At the heart of the reform, announced by Hadiza Bala-Usman, Special Adviser to the President on Policy and Coordination, lies a simple but radical principle: public security is not for sale, and private privilege must no longer drain national protection.
For years, convoys of politicians and tycoons trailed by gun-wielding police have been a familiar sight on Nigerian roads. Behind the tinted glass of their SUVs, the powerful moved with a shield of state-funded protection, while ordinary citizens faced insecurity almost alone.
In many cases, anti-terror squads and mobile policemen were pulled directly from crime-ridden streets to serve elite convoys.

In a country where banditry and insurgency stretch security forces thin, the image of heavily armed officers escorting VIPs through Lagos and Abuja has become a symbol of imbalance—and a source of growing resentment.
Bala-Usman’s declaration is to reset the narrative.
By amending the Private Guard Companies Act, government intends to push VIPs into hiring licensed private firms for their personal protection, freeing the police to return to their constitutional duty of defending the people.

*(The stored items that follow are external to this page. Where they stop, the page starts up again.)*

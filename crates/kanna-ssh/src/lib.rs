//! # Kanna SSH Backend
//!
//! SSH backend for the kanna transport layer: connection-option resolution
//! against an OpenSSH-style client configuration, privilege-escalation
//! policy, and a subprocess ssh/scp transport.

#![warn(missing_docs)]

/// Host-alias configuration database
pub mod config;

/// Connection-option resolution
pub mod resolver;

/// SSH backend implementation
pub mod ssh;

pub use config::{ClientConfig, HostAliasSource};
pub use resolver::{Identity, OsIdentity, ResolvedOptions};
pub use ssh::Ssh;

If implemented, the shift could boost public confidence by returning security operatives to communities, expand a regulated private security industry that employs retired senior officers, and force elites to bear the cost of privilege once funded by taxpayers.
The reform is bold, but turbulence lies ahead. Powerful figures long accustomed to free escorts are unlikely to surrender quietly. Yet the moral ground is clear: Nigeria cannot continue to guard the few while leaving the many at the mercy of insecurity.
This is more than a security reform. It is an accountability test for a nation struggling to balance privilege with public good.